On October 30, 1924, Midgley participated in a press conference to demonstrate the apparent safety of TEL [tetraethyllead], in which he poured TEL over his hands, placed a bottle of the chemical under his nose, and inhaled its vapor for sixty seconds, declaring that he could do this every day without succumbing to any problems.

However, the state of New Jersey ordered the Bayway plant to be closed a few days later, and Jersey Standard was forbidden to manufacture TEL again without state permission. Production was restarted in 1926 after intervention by the federal government. High-octane fuel, enabled by lead, was important to the military. Midgley later took a leave of absence from work after being diagnosed with lead poisoning.

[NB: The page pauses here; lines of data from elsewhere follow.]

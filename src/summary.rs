use std::fmt;

use clap::ValueEnum;
use serde::{Deserialize, Serialize};

use crate::workout::WorkoutKind;

/// Label language for rendered summaries
#[derive(
    Debug,
    Clone,
    Copy,
    Default,
    PartialEq,
    Eq,
    Serialize,
    Deserialize,
    ValueEnum,
    strum_macros::Display,
)]
#[serde(rename_all = "lowercase")]
#[strum(serialize_all = "lowercase")]
pub enum Locale {
    #[default]
    Ru,
    En,
}

/// Immutable snapshot of one session's derived metrics
#[derive(Debug, Clone, PartialEq, Serialize, Deserialize)]
pub struct SessionSummary {
    workout_type: String,
    duration_hours: f64,
    distance_km: f64,
    mean_speed_kmh: f64,
    calories_kcal: f64,
}

impl SessionSummary {
    pub fn new(
        kind: WorkoutKind,
        duration_hours: f64,
        distance_km: f64,
        mean_speed_kmh: f64,
        calories_kcal: f64,
    ) -> Self {
        Self {
            workout_type: kind.to_string(),
            duration_hours,
            distance_km,
            mean_speed_kmh,
            calories_kcal,
        }
    }

    pub fn workout_type(&self) -> &str {
        &self.workout_type
    }

    pub fn duration_hours(&self) -> f64 {
        self.duration_hours
    }

    pub fn distance_km(&self) -> f64 {
        self.distance_km
    }

    pub fn mean_speed_kmh(&self) -> f64 {
        self.mean_speed_kmh
    }

    pub fn calories_kcal(&self) -> f64 {
        self.calories_kcal
    }

    /// Render with the default (Russian) labels
    pub fn format(&self) -> String {
        self.format_with(Locale::Ru)
    }

    pub fn format_with(&self, locale: Locale) -> String {
        match locale {
            Locale::Ru => format!(
                "Тип тренировки: {}; Длительность: {:.3} ч.; Дистанция: {:.3} км; \
                 Ср. скорость: {:.3} км/ч; Потрачено ккал: {:.3}.",
                self.workout_type,
                self.duration_hours,
                self.distance_km,
                self.mean_speed_kmh,
                self.calories_kcal
            ),
            Locale::En => format!(
                "Workout type: {}; Duration: {:.3} h; Distance: {:.3} km; \
                 Avg speed: {:.3} km/h; Calories burned: {:.3}.",
                self.workout_type,
                self.duration_hours,
                self.distance_km,
                self.mean_speed_kmh,
                self.calories_kcal
            ),
        }
    }
}

impl fmt::Display for SessionSummary {
    fn fmt(&self, f: &mut fmt::Formatter<'_>) -> fmt::Result {
        f.write_str(&self.format())
    }
}

#[cfg(test)]
mod tests {
    use super::*;

    fn field<'a>(line: &'a str, label: &str) -> &'a str {
        let start = line.find(label).unwrap() + label.len();
        line[start..]
            .trim_start()
            .split([' ', ';'])
            .next()
            .unwrap()
    }

    #[test]
    fn russian_template_matches_exactly() {
        let summary = SessionSummary::new(WorkoutKind::Running, 1.0, 9.75, 9.75, 797.805);
        assert_eq!(
            summary.format(),
            "Тип тренировки: Running; Длительность: 1.000 ч.; Дистанция: 9.750 км; \
             Ср. скорость: 9.750 км/ч; Потрачено ккал: 797.805."
        );
    }

    #[test]
    fn display_matches_format() {
        let summary = SessionSummary::new(WorkoutKind::Swimming, 1.0, 0.9936, 1.0, 336.0);
        assert_eq!(summary.to_string(), summary.format());
    }

    #[test]
    fn english_template() {
        let summary = SessionSummary::new(WorkoutKind::Swimming, 1.5, 0.9936, 1.0, 336.0);
        assert_eq!(
            summary.format_with(Locale::En),
            "Workout type: Swimming; Duration: 1.500 h; Distance: 0.994 km; \
             Avg speed: 1.000 km/h; Calories burned: 336.000."
        );
    }

    #[test]
    fn duration_field_parses_back_rounded() {
        for duration in [0.25, 1.0, 1.23456, 2.0004, 0.0005] {
            let summary =
                SessionSummary::new(WorkoutKind::SportsWalking, duration, 1.0, 1.0, 1.0);
            let line = summary.format();
            let parsed: f64 = field(&line, "Длительность:").parse().unwrap();
            let rounded = (duration * 1000.0_f64).round() / 1000.0;
            assert!((parsed - rounded).abs() < 1e-9, "{line}");
        }
    }

    #[test]
    fn every_number_has_three_decimals() {
        let summary = SessionSummary::new(WorkoutKind::Running, 2.0, 13.0, 6.5, 1234.56789);
        let line = summary.format();
        for label in ["Длительность:", "Дистанция:", "скорость:", "ккал:"] {
            let value = field(&line, label).trim_end_matches('.');
            let decimals = value.split('.').nth(1).unwrap();
            assert_eq!(decimals.len(), 3, "{label} in {line}");
        }
    }

    #[test]
    fn serializes_to_json() {
        let summary = SessionSummary::new(WorkoutKind::Running, 1.0, 9.75, 9.75, 797.805);
        let json = serde_json::to_value(&summary).unwrap();
        assert_eq!(json["workout_type"], "Running");
        assert_eq!(json["distance_km"], 9.75);
    }

    #[test]
    fn locale_names() {
        assert_eq!(Locale::default(), Locale::Ru);
        assert_eq!(Locale::En.to_string(), "en");
    }
}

https://en.wikipedia.org/wiki/Thomas_Midgley_Jr.#Leaded_gasoline

[-] supafuzz@hexbear.net 2 points 1 hour ago

Strong contender for the single worst human who ever lived

[-] FlakesBongler@hexbear.net 15 points 8 hours ago

And then he invented CFC's and burned a hole in the Ozone layer

[-] CommCat@hexbear.net 16 points 9 hours ago

explosive diarrhea to own the libs!

[-] InevitableSwing@hexbear.net 11 points 9 hours ago

A quibble

explosive bloody diarrhea to own the libs!

[-] InevitableSwing@hexbear.net 27 points 10 hours ago

From the Bluesky thread

I had no idea a company could just decline to recall a toxic product!

Yes, most recalls are voluntary at the FDA's request. And most companies comply due to fear of litigation. But recently I've seen more refusals, notably by supplement manufacturers and other "health food" companies.

[-] Sunforged@lemmy.ml 15 points 9 hours ago

Our systems are so fucked. FDA is pushing FSMA 204 which is going to increase labor costs of food distribution and prices will inevitably go up, all in the name of food safety. They can't even enforce a known breakout. FFS...

[-] blobjim@hexbear.net 8 points 8 hours ago

the food traceability thing sounds good. Who cares if it increases costs and prices lol. I'd rather know if something I buy is gonna kill me.

[-] Sunforged@lemmy.ml 8 points 8 hours ago

There are already processes in place for recalls, this only provides a method for more precise recalls to reduce food waste, but if that reduction to waste doesn't surpass the increase to labor then what are we really paying for?

There are so many more issues with food waste in our distribution systems. As someone who has spent my entire career in the industry this is a huge task that isn't addressing a real problem.